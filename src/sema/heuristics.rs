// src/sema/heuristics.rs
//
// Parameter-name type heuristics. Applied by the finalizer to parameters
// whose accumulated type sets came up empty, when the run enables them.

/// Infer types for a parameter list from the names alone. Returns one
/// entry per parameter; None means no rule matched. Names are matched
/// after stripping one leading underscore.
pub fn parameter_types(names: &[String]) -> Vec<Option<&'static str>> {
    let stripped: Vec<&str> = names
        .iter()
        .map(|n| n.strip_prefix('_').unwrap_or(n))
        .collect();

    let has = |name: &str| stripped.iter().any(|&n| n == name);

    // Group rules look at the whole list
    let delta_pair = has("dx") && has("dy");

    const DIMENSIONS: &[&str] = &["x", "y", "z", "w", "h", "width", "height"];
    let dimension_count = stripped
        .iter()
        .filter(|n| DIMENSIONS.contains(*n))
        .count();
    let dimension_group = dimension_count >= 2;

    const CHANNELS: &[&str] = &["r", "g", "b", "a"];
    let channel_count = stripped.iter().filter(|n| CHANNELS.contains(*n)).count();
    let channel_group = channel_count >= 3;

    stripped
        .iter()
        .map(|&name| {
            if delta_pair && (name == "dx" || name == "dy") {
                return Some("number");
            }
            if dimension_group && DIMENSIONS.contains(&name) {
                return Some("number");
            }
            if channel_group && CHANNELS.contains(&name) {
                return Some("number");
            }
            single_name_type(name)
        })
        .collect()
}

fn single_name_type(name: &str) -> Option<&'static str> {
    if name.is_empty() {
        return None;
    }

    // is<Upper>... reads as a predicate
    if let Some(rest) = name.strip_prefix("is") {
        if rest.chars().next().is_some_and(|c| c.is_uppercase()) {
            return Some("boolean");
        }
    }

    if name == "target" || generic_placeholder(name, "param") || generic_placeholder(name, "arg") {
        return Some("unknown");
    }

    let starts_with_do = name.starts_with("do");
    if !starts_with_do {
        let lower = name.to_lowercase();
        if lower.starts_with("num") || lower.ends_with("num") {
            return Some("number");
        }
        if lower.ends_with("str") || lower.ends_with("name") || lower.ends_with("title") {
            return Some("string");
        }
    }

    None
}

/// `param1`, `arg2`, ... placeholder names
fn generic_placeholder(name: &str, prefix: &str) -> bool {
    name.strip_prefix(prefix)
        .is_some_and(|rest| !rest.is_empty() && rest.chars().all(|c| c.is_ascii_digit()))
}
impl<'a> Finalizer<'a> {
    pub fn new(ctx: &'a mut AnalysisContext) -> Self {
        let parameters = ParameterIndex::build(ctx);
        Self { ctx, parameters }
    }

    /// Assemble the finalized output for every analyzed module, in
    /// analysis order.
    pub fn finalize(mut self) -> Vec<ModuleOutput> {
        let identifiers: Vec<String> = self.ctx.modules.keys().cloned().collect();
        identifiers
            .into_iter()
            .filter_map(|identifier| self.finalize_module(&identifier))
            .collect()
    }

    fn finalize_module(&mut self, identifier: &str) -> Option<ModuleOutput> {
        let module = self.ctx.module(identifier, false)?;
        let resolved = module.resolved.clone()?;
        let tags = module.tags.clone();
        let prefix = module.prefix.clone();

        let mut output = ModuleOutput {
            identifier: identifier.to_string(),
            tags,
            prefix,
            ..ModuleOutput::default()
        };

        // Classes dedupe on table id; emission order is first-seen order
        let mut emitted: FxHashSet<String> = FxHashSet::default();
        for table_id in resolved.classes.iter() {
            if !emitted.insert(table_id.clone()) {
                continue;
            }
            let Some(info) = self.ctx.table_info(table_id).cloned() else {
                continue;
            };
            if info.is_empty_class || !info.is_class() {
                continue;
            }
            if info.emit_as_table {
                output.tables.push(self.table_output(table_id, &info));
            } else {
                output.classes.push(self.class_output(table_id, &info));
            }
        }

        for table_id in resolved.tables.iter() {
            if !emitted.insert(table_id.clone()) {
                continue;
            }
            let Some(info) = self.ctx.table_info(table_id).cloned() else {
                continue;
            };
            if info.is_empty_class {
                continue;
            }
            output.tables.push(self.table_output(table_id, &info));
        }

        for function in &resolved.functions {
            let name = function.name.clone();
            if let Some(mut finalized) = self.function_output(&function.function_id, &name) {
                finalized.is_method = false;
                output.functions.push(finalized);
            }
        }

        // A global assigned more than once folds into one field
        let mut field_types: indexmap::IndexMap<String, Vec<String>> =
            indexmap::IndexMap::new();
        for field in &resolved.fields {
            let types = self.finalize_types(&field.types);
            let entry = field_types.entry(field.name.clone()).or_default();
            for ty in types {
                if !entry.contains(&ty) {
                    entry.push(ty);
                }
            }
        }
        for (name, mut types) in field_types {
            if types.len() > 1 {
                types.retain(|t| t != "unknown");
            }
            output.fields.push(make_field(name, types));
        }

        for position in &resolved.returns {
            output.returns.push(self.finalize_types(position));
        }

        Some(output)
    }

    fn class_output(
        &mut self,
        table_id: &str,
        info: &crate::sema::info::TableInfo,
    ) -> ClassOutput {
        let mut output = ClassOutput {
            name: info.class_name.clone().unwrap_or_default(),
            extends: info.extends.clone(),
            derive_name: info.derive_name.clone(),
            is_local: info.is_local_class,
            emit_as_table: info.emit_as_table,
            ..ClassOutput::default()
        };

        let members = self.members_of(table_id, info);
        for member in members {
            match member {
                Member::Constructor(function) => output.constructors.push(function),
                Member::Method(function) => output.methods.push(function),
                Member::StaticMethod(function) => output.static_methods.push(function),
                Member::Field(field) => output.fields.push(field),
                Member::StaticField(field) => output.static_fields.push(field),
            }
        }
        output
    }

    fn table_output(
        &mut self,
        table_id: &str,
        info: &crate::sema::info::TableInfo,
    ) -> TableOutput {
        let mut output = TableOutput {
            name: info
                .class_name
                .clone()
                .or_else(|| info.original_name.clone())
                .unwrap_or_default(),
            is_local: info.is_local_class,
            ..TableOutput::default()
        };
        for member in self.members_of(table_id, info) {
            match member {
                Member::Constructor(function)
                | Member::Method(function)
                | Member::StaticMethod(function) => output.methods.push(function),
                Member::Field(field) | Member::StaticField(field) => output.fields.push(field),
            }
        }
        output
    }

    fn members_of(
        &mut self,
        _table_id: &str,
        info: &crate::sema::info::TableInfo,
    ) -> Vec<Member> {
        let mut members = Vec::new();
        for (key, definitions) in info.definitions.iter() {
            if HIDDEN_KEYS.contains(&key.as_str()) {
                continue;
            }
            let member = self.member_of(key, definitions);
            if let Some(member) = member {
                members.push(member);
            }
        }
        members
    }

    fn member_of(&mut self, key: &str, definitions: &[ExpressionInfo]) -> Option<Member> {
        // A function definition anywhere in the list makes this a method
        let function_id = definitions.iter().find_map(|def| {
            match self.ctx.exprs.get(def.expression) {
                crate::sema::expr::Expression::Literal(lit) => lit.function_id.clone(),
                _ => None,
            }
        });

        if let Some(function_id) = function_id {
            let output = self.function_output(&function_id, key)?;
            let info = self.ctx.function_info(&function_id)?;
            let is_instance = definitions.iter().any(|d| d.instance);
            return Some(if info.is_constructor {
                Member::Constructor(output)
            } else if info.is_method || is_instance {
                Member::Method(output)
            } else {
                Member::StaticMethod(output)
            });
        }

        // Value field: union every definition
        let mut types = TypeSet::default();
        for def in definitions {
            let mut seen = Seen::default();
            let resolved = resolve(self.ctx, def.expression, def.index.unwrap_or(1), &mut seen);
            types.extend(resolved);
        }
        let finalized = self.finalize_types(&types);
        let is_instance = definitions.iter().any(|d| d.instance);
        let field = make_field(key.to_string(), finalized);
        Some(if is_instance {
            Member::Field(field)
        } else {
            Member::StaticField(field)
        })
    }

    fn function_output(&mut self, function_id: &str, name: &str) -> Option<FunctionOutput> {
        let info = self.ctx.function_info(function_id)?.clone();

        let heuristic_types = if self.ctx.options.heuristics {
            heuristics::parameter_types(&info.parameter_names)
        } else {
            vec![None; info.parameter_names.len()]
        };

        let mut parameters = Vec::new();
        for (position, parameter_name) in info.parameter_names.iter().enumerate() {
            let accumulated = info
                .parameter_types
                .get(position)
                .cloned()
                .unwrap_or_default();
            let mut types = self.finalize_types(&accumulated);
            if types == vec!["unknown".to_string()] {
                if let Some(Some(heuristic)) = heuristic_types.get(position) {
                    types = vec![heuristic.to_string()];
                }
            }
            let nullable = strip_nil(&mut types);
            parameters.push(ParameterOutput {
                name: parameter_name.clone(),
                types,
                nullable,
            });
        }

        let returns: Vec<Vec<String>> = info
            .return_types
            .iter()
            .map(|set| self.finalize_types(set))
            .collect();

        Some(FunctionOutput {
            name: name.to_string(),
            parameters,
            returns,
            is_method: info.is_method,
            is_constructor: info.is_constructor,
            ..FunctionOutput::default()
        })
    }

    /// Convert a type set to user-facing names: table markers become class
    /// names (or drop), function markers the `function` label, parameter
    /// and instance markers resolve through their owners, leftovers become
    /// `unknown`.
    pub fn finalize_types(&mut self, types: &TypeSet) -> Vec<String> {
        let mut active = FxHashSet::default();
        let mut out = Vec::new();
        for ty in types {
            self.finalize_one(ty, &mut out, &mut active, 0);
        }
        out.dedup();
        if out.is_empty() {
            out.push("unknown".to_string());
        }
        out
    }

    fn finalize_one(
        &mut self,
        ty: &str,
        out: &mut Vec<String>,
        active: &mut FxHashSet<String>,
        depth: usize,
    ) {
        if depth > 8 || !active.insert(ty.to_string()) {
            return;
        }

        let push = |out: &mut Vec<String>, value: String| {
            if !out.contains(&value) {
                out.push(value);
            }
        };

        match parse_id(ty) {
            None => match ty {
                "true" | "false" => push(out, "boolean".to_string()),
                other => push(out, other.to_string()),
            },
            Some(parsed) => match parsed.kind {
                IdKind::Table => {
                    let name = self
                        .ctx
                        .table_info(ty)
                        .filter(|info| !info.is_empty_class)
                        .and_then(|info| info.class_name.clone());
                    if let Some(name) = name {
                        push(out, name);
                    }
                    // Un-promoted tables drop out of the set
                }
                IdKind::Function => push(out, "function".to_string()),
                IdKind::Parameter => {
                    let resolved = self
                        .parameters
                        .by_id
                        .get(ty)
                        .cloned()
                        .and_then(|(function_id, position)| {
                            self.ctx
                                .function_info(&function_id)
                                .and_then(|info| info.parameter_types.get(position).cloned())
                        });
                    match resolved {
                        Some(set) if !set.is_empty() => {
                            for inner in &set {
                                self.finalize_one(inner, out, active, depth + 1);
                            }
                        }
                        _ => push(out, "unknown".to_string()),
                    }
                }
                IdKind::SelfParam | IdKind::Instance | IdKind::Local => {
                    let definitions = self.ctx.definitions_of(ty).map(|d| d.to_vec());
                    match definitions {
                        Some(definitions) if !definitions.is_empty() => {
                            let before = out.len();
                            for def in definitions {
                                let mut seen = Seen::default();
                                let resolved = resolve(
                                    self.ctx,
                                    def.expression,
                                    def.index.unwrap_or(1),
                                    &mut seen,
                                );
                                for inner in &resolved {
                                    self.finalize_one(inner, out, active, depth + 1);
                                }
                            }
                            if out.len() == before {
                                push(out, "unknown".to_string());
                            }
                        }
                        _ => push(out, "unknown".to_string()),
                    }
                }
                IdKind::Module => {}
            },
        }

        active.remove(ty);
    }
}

********************

#### WORK TO BE COMPLETED
Write out, unaltered, the lines from the opening of the listing through the line that includes "the whole list".

#### REPLY
filename src/sema/heuristics.rs
// src/sema/heuristics.rs
//
// Parameter-name type heuristics. Applied by the finalizer to parameters
// whose accumulated type sets came up empty, when the run enables them.

/// Infer types for a parameter list from the names alone. Returns one
/// entry per parameter; None means no rule matched. Names are matched
/// after stripping one leading underscore.
pub fn parameter_types(names: &[String]) -> Vec<Option<&'static str>> {
    let stripped: Vec<&str> = names
        .iter()
        .map(|n| n.strip_prefix('_').unwrap_or(n))
        .collect();

    let has = |name: &str| stripped.iter().any(|&n| n == name);

    // Group rules look at the whole list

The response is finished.